- _EXERCISE_
Please retype the listing below without a single change.

□ □ □ □ □

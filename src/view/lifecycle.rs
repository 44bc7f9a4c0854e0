use super::view::{CaptureView, ViewState};
use tracing::{info, warn};

impl CaptureView {
    /// Bring the view up and connect the real-time channel.
    ///
    /// A channel that cannot connect leaves the view usable for recording and
    /// uploading; `is_channel_connected` reports the outcome.
    pub async fn open(&mut self) {
        if self.state == ViewState::Open {
            return;
        }

        info!("Opening capture view");
        if let Err(e) = self.channel.connect().await {
            warn!("Processing updates unavailable: {}", e);
        }
        self.state = ViewState::Open;
    }

    /// Release the capture session, clear timers and disconnect the channel.
    /// Safe to call repeatedly.
    pub fn close(&mut self) {
        self.recorder.dispose();
        self.channel.disconnect();

        if self.state == ViewState::Open {
            self.state = ViewState::Closed;
            info!("Capture view closed");
        }
    }

    /// Close and wait for the channel connection to finish closing
    pub async fn shutdown(&mut self) {
        self.channel.shutdown().await;
        self.close();
    }
}
impl ClipcastEvent {
    /// Get a human-readable description of the event
    pub fn description(&self) -> String {
        match self {
            ClipcastEvent::CaptureAcquired {
                stream_id, facing, ..
            } => format!("Capture {} acquired ({} camera)", stream_id, facing),
            ClipcastEvent::CaptureReleased { stream_id, .. } => {
                format!("Capture {} released", stream_id)
            }
            ClipcastEvent::RecordingPhaseChanged { from, to } => {
                format!("Recording {} -> {}", from, to)
            }
            ClipcastEvent::RecordingTick { elapsed_seconds } => {
                format!("Recording time: {}s", elapsed_seconds)
            }
            ClipcastEvent::RecordingFinished {
                file_name,
                size_bytes,
                chunk_count,
                elapsed_seconds,
            } => format!(
                "Recording finished: {} ({} bytes, {} chunks, {}s)",
                file_name, size_bytes, chunk_count, elapsed_seconds
            ),
            ClipcastEvent::ArtifactSelected {
                file_name,
                size_bytes,
            } => format!("Selected {} ({} bytes)", file_name, size_bytes),
            ClipcastEvent::JobCreated { job_id, file_name } => {
                format!("Job {} created for {}", job_id, file_name)
            }
            ClipcastEvent::UploadProgress { job_id, percent } => {
                format!("Job {}: {}% uploaded", job_id, percent)
            }
            ClipcastEvent::UploadCompleted {
                job_id,
                result_reference,
            } => format!("Job {} uploaded: {}", job_id, result_reference),
            ClipcastEvent::UploadFailed { job_id, reason } => {
                format!("Job {} upload failed: {}", job_id, reason)
            }
            ClipcastEvent::ProcessingProgress { job_id, percent } => {
                format!("Job {}: {}% processed", job_id, percent)
            }
            ClipcastEvent::DetectionsReceived { job_id, count } => match job_id {
                Some(job_id) => format!("{} detections for job {}", count, job_id),
                None => format!("{} detections", count),
            },
            ClipcastEvent::ChannelStatusChanged { connected } => format!(
                "Real-time channel {}",
                if *connected {
                    "connected"
                } else {
                    "disconnected"
                }
            ),
            ClipcastEvent::ControlRequested { action } => {
                format!("Control requested: {:?}", action)
            }
            ClipcastEvent::ShutdownRequested { reason, .. } => {
                format!("Shutdown requested: {}", reason)
            }
        }
    }

    /// Get the event type as a string for filtering
    pub fn event_type(&self) -> &'static str {
        match self {
            ClipcastEvent::CaptureAcquired { .. } => "capture_acquired",
            ClipcastEvent::CaptureReleased { .. } => "capture_released",
            ClipcastEvent::RecordingPhaseChanged { .. } => "recording_phase_changed",
            ClipcastEvent::RecordingTick { .. } => "recording_tick",
            ClipcastEvent::RecordingFinished { .. } => "recording_finished",
            ClipcastEvent::ArtifactSelected { .. } => "artifact_selected",
            ClipcastEvent::JobCreated { .. } => "job_created",
            ClipcastEvent::UploadProgress { .. } => "upload_progress",
            ClipcastEvent::UploadCompleted { .. } => "upload_completed",
            ClipcastEvent::UploadFailed { .. } => "upload_failed",
            ClipcastEvent::ProcessingProgress { .. } => "processing_progress",
            ClipcastEvent::DetectionsReceived { .. } => "detections_received",
            ClipcastEvent::ChannelStatusChanged { .. } => "channel_status_changed",
            ClipcastEvent::ControlRequested { .. } => "control_requested",
            ClipcastEvent::ShutdownRequested { .. } => "shutdown_requested",
        }
    }

    /// Job identity carried by the event, if any
    pub fn job_id(&self) -> Option<&str> {
        match self {
            ClipcastEvent::JobCreated { job_id, .. }
            | ClipcastEvent::UploadProgress { job_id, .. }
            | ClipcastEvent::UploadCompleted { job_id, .. }
            | ClipcastEvent::UploadFailed { job_id, .. }
            | ClipcastEvent::ProcessingProgress { job_id, .. } => Some(job_id),
            ClipcastEvent::DetectionsReceived { job_id, .. } => job_id.as_deref(),
            _ => None,
        }
    }
}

□ □ □ □ □

- _RESULT OF THIS EXERCISE_
filename src/view/lifecycle.rs
repository 44bc7f9a4c0854e0
use super::view::{CaptureView, ViewState};
use tracing::{info, warn};

impl CaptureView {
    /// Bring the view up and connect the real-time channel.
    ///
    /// A channel that cannot connect leaves the view usable for recording and
    /// uploading; `is_channel_connected` reports the outcome.
    pub async fn open(&mut self) {
        if self.state == ViewState::Open {
            return;
        }

        info!("Opening capture view");
        if let Err(e) = self.channel.connect().await {
            warn!("Processing updates unavailable: {}", e);
        }
        self.state = ViewState::Open;
    }

    /// Release the capture session, clear timers and disconnect the channel.
    /// Safe to call repeatedly.
    pub fn close(&mut self) {
        self.recorder.dispose();
        self.channel.disconnect();

        if self.state == ViewState::Open {
            self.state = ViewState::Closed;
            info!("Capture view closed");
        }
    }

    /// Close and wait for the channel connection to finish closing
    pub async fn shutdown(&mut self) {
        self.channel.shutdown().await;
        self.close();
    }
}
impl ClipcastEvent {
    /// Get a human-readable description of the event
    pub fn description(&self) -> String {
        match self {
            ClipcastEvent::CaptureAcquired {
                stream_id, facing, ..
            } => format!("Capture {} acquired ({} camera)", stream_id, facing),
            ClipcastEvent::CaptureReleased { stream_id, .. } => {
                format!("Capture {} released", stream_id)
            }
            ClipcastEvent::RecordingPhaseChanged { from, to } => {
                format!("Recording {} -> {}", from, to)
            }
            ClipcastEvent::RecordingTick { elapsed_seconds } => {
                format!("Recording time: {}s", elapsed_seconds)
            }
            ClipcastEvent::RecordingFinished {
                file_name,
                size_bytes,
                chunk_count,
                elapsed_seconds,
            } => format!(
                "Recording finished: {} ({} bytes, {} chunks, {}s)",
                file_name, size_bytes, chunk_count, elapsed_seconds
            ),
            ClipcastEvent::ArtifactSelected {
                file_name,
                size_bytes,
            } => format!("Selected {} ({} bytes)", file_name, size_bytes),
            ClipcastEvent::JobCreated { job_id, file_name } => {
                format!("Job {} created for {}", job_id, file_name)
            }
            ClipcastEvent::UploadProgress { job_id, percent } => {
                format!("Job {}: {}% uploaded", job_id, percent)
            }
            ClipcastEvent::UploadCompleted {
                job_id,
                result_reference,
            } => format!("Job {} uploaded: {}", job_id, result_reference),
            ClipcastEvent::UploadFailed { job_id, reason } => {
                format!("Job {} upload failed: {}", job_id, reason)
            }
            ClipcastEvent::ProcessingProgress { job_id, percent } => {
                format!("Job {}: {}% processed", job_id, percent)
            }
            ClipcastEvent::DetectionsReceived { job_id, count } => match job_id {
                Some(job_id) => format!("{} detections for job {}", count, job_id),
                None => format!("{} detections", count),
            },
            ClipcastEvent::ChannelStatusChanged { connected } => format!(
                "Real-time channel {}",
                if *connected {
                    "connected"
                } else {
                    "disconnected"
                }
            ),
            ClipcastEvent::ControlRequested { action } => {
                format!("Control requested: {:?}", action)
            }
            ClipcastEvent::ShutdownRequested { reason, .. } => {
                format!("Shutdown requested: {}", reason)
            }
        }
    }

    /// Get the event type as a string for filtering
    pub fn event_type(&self) -> &'static str {
        match self {
            ClipcastEvent::CaptureAcquired { .. } => "capture_acquired",
            ClipcastEvent::CaptureReleased { .. } => "capture_released",
            ClipcastEvent::RecordingPhaseChanged { .. } => "recording_phase_changed",
            ClipcastEvent::RecordingTick { .. } => "recording_tick",
            ClipcastEvent::RecordingFinished { .. } => "recording_finished",
            ClipcastEvent::ArtifactSelected { .. } => "artifact_selected",
            ClipcastEvent::JobCreated { .. } => "job_created",
            ClipcastEvent::UploadProgress { .. } => "upload_progress",
            ClipcastEvent::UploadCompleted { .. } => "upload_completed",
            ClipcastEvent::UploadFailed { .. } => "upload_failed",
            ClipcastEvent::ProcessingProgress { .. } => "processing_progress",
            ClipcastEvent::DetectionsReceived { .. } => "detections_received",
            ClipcastEvent::ChannelStatusChanged { .. } => "channel_status_changed",
            ClipcastEvent::ControlRequested { .. } => "control_requested",
            ClipcastEvent::ShutdownRequested { .. } => "shutdown_requested",
        }
    }

    /// Job identity carried by the event, if any
    pub fn job_id(&self) -> Option<&str> {
        match self {
            ClipcastEvent::JobCreated { job_id, .. }
            | ClipcastEvent::UploadProgress { job_id, .. }
            | ClipcastEvent::UploadCompleted { job_id, .. }
            | ClipcastEvent::UploadFailed { job_id, .. }
            | ClipcastEvent::ProcessingProgress { job_id, .. } => Some(job_id),
            ClipcastEvent::DetectionsReceived { job_id, .. } => job_id.as_deref(),
            _ => None,
        }
    }
}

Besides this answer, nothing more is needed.